Jersey War Tunnels(ジャージー旅行記)

Jersey War Tunnelsはジャージー島がドイツ軍に占領されていた時代の地下病院German Underground Hospitalのあった場所。もっとも、使用されることはなかったそうだが。病院の跡としても見られるが、ジャージの占領から開放までの克明なすばらしい展示がある。場所はジャージー島のほぼ真ん中あたり。バスの8番または28番で行くことになる。

 2005年に行った際には、St. Helierバスステーションを9:55発のLink55でJersey War Tunnelsへ。入場料は8.60ポンド。そのほかに公式ガイドブックを購入(3.50ポンド)。入場券は、なんとドイツが発行した当時のジャージー国民の写真つきIDカード。すごいものを入場券にしますね。それも一人のではなく、入場券一枚一枚違う人のもの。個人情報保護の面では心配だけどインパクトが大きい。トンネルの入り口は入場券売り場より手前になるし、中でチェックはされなかったので誰かごまかして入るのがいないんだろうか?入場券売り場の建物のところをふと見ると、「このトンネル内は気温が10〜13度で一定なので寒いので、真夏でも温かい格好をして入れ」と書かれている。親方はたまたま万が一のことを考えてレインコートを持っていたので、それまでのTシャツの上にそれを着たが、それでも寒かった。これは要注意。

 ジャージの占領から開放までの克明な展示がすばらしい。見せ方も大変よく、たとえば、英国が戦略的な位置づけの低さから戦う前にジャージーから撤退することを決めた際に、国民は島を離れるのか、残るのかを即座に選択しなければならなかった。その選択されたその後の生活例をパネルの裏表に展示して、どちらの選択をしても困難が待ち受けていたことなどを説明していた。英語の説明文を読むのが遅いのもあるが、通常で1.5〜2時間程度かかるというのに、全部見るのに3時間半ほど見るのにかかる。感情的でなく、歴史の事実としてきちんと記録し、展示していた。ドイツ軍が良い悪いではない。島に残った方が良かった、良くなかったではない。ドイツ兵に近寄る若い女性がいたことが良いことか悪いことかなんて、一方的な価値観を強制しない。そういうものを超越して事実を積み上げることによって戦争の悲惨さを明確に示す展示であると思う。匿名の密告手紙など、よくこんなものまで残してあるなあと感心する。ジャージーは戦略的重要性も低く、占領の際にも開放の際にも武力衝突はなかった。食料も比較的自給していた島だったし、食糧不足と言っても第二次大戦下のほかの国に比べて特に悲劇的には思えない。それでもこの展示には大いに感銘を受けた。日本も戦争に関してこういう展示をしてほしいと思う。そうでないからいまだに戦争を賛美するような輩が出てくるのではないかと思った。
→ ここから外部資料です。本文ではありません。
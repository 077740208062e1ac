//! Logging bootstrap for the binaries.
//!
//! Stderr by default. With a log file configured, events go through a
//! non-blocking appender into a [`RotatingFileWriter`] that starts a new
//! file every `max_entries_per_file` events and prunes rotated files past
//! the retention window.

use std::fs::{File, OpenOptions};
use std::io::{self, Write};
use std::path::{Path, PathBuf};
use std::sync::OnceLock;
use std::time::{Duration, SystemTime, UNIX_EPOCH};

use tracing_appender::non_blocking::WorkerGuard;
use tracing_subscriber::EnvFilter;

use crate::config::AppConfig;
use crate::error::TetherError;

#[derive(Debug, Clone)]
pub struct LogConfig {
    /// Default filter when `RUST_LOG` is unset.
    pub level: String,
    pub file: Option<PathBuf>,
    pub max_entries_per_file: u64,
    pub retention_days: u64,
}

impl Default for LogConfig {
    fn default() -> Self {
        Self {
            level: "info".into(),
            file: None,
            max_entries_per_file: 10_000,
            retention_days: 7,
        }
    }
}

impl From<&AppConfig> for LogConfig {
    fn from(config: &AppConfig) -> Self {
        Self {
            level: config.log_level.clone(),
            file: config.log_file(),
            max_entries_per_file: config.max_log_entries_per_file,
            retention_days: config.max_log_retention_days,
        }
    }
}

static GUARD: OnceLock<WorkerGuard> = OnceLock::new();

/// Install the global subscriber. A second call is a no-op.
pub fn init(config: &LogConfig) -> Result<(), TetherError> {
    if GUARD.get().is_some() {
        return Ok(());
    }

    let filter = EnvFilter::try_from_default_env().unwrap_or_else(|_| EnvFilter::new(&config.level));

    let (writer, guard) = match &config.file {
        Some(path) => {
            let file = RotatingFileWriter::open(path, config.max_entries_per_file, config.retention_days)?;
            tracing_appender::non_blocking(file)
        }
        None => tracing_appender::non_blocking(io::stderr()),
    };

    let subscriber = tracing_subscriber::fmt()
        .with_env_filter(filter)
        .with_ansi(config.file.is_none())
        .with_writer(writer)
        .finish();

    tracing::subscriber::set_global_default(subscriber)
        .map_err(|e| TetherError::Config(format!("failed to install logger: {e}")))?;
    let _ = GUARD.set(guard);
    Ok(())
}

// ── RotatingFileWriter ───────────────────────────────────────────

/// Appends to `path`, rotating it aside after a fixed number of entries.
///
/// Rotated files are named `<file name>.<unix seconds>-<sequence>` in the
/// same directory.
#[derive(Debug)]
pub struct RotatingFileWriter {
    path: PathBuf,
    file: File,
    entries: u64,
    max_entries: u64,
    retention: Option<Duration>,
    sequence: u64,
}

impl RotatingFileWriter {
    pub fn open(path: &Path, max_entries: u64, retention_days: u64) -> io::Result<Self> {
        if let Some(parent) = path.parent().filter(|p| !p.as_os_str().is_empty()) {
            std::fs::create_dir_all(parent)?;
        }
        let entries = match std::fs::read(path) {
            Ok(existing) => count_entries(&existing),
            Err(e) if e.kind() == io::ErrorKind::NotFound => 0,
            Err(e) => return Err(e),
        };
        let writer = Self {
            path: path.to_path_buf(),
            file: open_append(path)?,
            entries,
            max_entries: max_entries.max(1),
            retention: (retention_days > 0).then(|| Duration::from_secs(retention_days * 24 * 60 * 60)),
            sequence: 0,
        };
        writer.prune_at(SystemTime::now())?;
        Ok(writer)
    }

    /// Entries written to the current file.
    pub fn entries(&self) -> u64 {
        self.entries
    }

    fn rotate(&mut self) -> io::Result<()> {
        self.file.flush()?;
        let secs = SystemTime::now()
            .duration_since(UNIX_EPOCH)
            .map(|d| d.as_secs())
            .unwrap_or(0);
        self.sequence += 1;
        let rotated = self.path.with_file_name(format!("{}.{secs}-{}", self.file_name(), self.sequence));
        std::fs::rename(&self.path, &rotated)?;
        self.file = open_append(&self.path)?;
        self.entries = 0;
        self.prune_at(SystemTime::now())?;
        Ok(())
    }

    fn file_name(&self) -> String {
        self.path
            .file_name()
            .map(|n| n.to_string_lossy().into_owned())
            .unwrap_or_default()
    }

    /// Delete rotated files last modified before `now - retention`.
    pub fn prune_at(&self, now: SystemTime) -> io::Result<usize> {
        let Some(retention) = self.retention else {
            return Ok(0);
        };
        let Some(cutoff) = now.checked_sub(retention) else {
            return Ok(0);
        };
        let dir = match self.path.parent() {
            Some(parent) if !parent.as_os_str().is_empty() => parent.to_path_buf(),
            _ => PathBuf::from("."),
        };
        let prefix = format!("{}.", self.file_name());

        let mut removed = 0;
        for entry in std::fs::read_dir(dir)? {
            let entry = entry?;
            let name = entry.file_name().to_string_lossy().into_owned();
            if !name.starts_with(&prefix) {
                continue;
            }
            let modified = entry.metadata()?.modified()?;
            if modified < cutoff {
                std::fs::remove_file(entry.path())?;
                removed += 1;
            }
        }
        Ok(removed)
    }
}

impl Write for RotatingFileWriter {
    fn write(&mut self, buf: &[u8]) -> io::Result<usize> {
        if self.entries >= self.max_entries {
            self.rotate()?;
        }
        let written = self.file.write(buf)?;
        self.entries += count_entries(&buf[..written]);
        Ok(written)
    }

    fn flush(&mut self) -> io::Result<()> {
        self.file.flush()
    }
}

fn open_append(path: &Path) -> io::Result<File> {
    OpenOptions::new().create(true).append(true).open(path)
}

fn count_entries(bytes: &[u8]) -> u64 {
    bytes.iter().filter(|&&b| b == b'\n').count() as u64
}

#[cfg(test)]
mod tests {
    use super::*;

    fn rotated_files(dir: &Path) -> Vec<String> {
        let mut names: Vec<String> = std::fs::read_dir(dir)
            .unwrap()
            .map(|e| e.unwrap().file_name().to_string_lossy().into_owned())
            .filter(|n| n.starts_with("tether.log."))
            .collect();
        names.sort();
        names
    }

    #[test]
    fn rotates_after_max_entries() {
        let dir = tempfile::tempdir().unwrap();
        let path = dir.path().join("tether.log");
        let mut writer = RotatingFileWriter::open(&path, 2, 7).unwrap();
        for i in 0..5 {
            writeln!(writer, "event {i}").unwrap();
        }
        writer.flush().unwrap();

        assert_eq!(rotated_files(dir.path()).len(), 2);
        assert_eq!(writer.entries(), 1);
        assert_eq!(std::fs::read_to_string(&path).unwrap(), "event 4\n");
    }

    #[test]
    fn existing_entries_count_toward_rotation() {
        let dir = tempfile::tempdir().unwrap();
        let path = dir.path().join("tether.log");
        std::fs::write(&path, "a\nb\n").unwrap();
        let mut writer = RotatingFileWriter::open(&path, 2, 7).unwrap();
        writeln!(writer, "c").unwrap();
        assert_eq!(rotated_files(dir.path()).len(), 1);
    }

    #[test]
    fn prunes_rotated_files_past_retention() {
        let dir = tempfile::tempdir().unwrap();
        let path = dir.path().join("tether.log");
        let mut writer = RotatingFileWriter::open(&path, 1, 7).unwrap();
        writeln!(writer, "one").unwrap();
        writeln!(writer, "two").unwrap();
        assert_eq!(rotated_files(dir.path()).len(), 1);

        let now = SystemTime::now();
        assert_eq!(writer.prune_at(now).unwrap(), 0);
        let later = now + Duration::from_secs(8 * 24 * 60 * 60);
        assert_eq!(writer.prune_at(later).unwrap(), 1);
        assert!(rotated_files(dir.path()).is_empty());
        assert!(path.exists());
    }

    #[test]
    fn zero_retention_keeps_everything() {
        let dir = tempfile::tempdir().unwrap();
        let writer = RotatingFileWriter::open(&dir.path().join("tether.log"), 1, 0).unwrap();
        let far = SystemTime::now() + Duration::from_secs(365 * 24 * 60 * 60);
        assert_eq!(writer.prune_at(far).unwrap(), 0);
    }
}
 1時半過ぎに見終わり、震えながらトンネルを出て、入場券売り場の二階のCafeで昼食。Cafeの壁にはいろいろな個人のその後の状況の記録があり、親方の入場券の人のも探したが見つからず。1階のみやげ物売り場も見るが、特にほしいものはない。

入り口
入り口

トンネル内の通路
トンネル内の通路

手術室の展示
手術室の展示。病院としての展示はこのくらいでほとんどない。ここも部屋の外から眺めるのみ。

掘削途中のトンネル跡
掘削途中のトンネル跡。まだこの病院が完成前であったことがわかる。
 


 2018年に再訪。展示は前回とは見せ方が変わっている。いろいろな言語の音声ガイドが借りられるようになったが、結論としては音声ガイドはいらなかったと思う。意外と音声ガイドは短く、大したことは言わないのに対して、展示の文字情報が相当に充実していたのだから。F氏によればトンネルの展示の順番も前と変わったとのことだが、親方はそこまで覚えていない。しかし内容やプレゼンの仕方は変わっている。特に映像を多用するようになった。
 War Tunnelsに着いたのは11時10分ごろ。本当はトンネルの隣にあるショップやカフェのある建物でトイレに行ってからトンネルに入るべきでした。トンネルの中にもトイレがあるだろうと思ってましたが、なかったのね。入場料と英語のガイド音声を借りて入場。相変わらず客観的・冷静に展示がされており、あなたがその状況だったらどうしますか、と考えさせるのはすばらしい。丁寧に説明も読んでいたので、結局2時間45分かけてすべての展示を見る。
 隣の建物でトイレに行ってからカフェでお昼。二人でクランベリーとベーコンのパニーニ、ハロウミチーズとほうれん草のパニーニ、それにビール。おいしかった。ショップを見るが、特に買いたいものもなく、バス停から15:15のバスに乗ってバスステーションに戻る。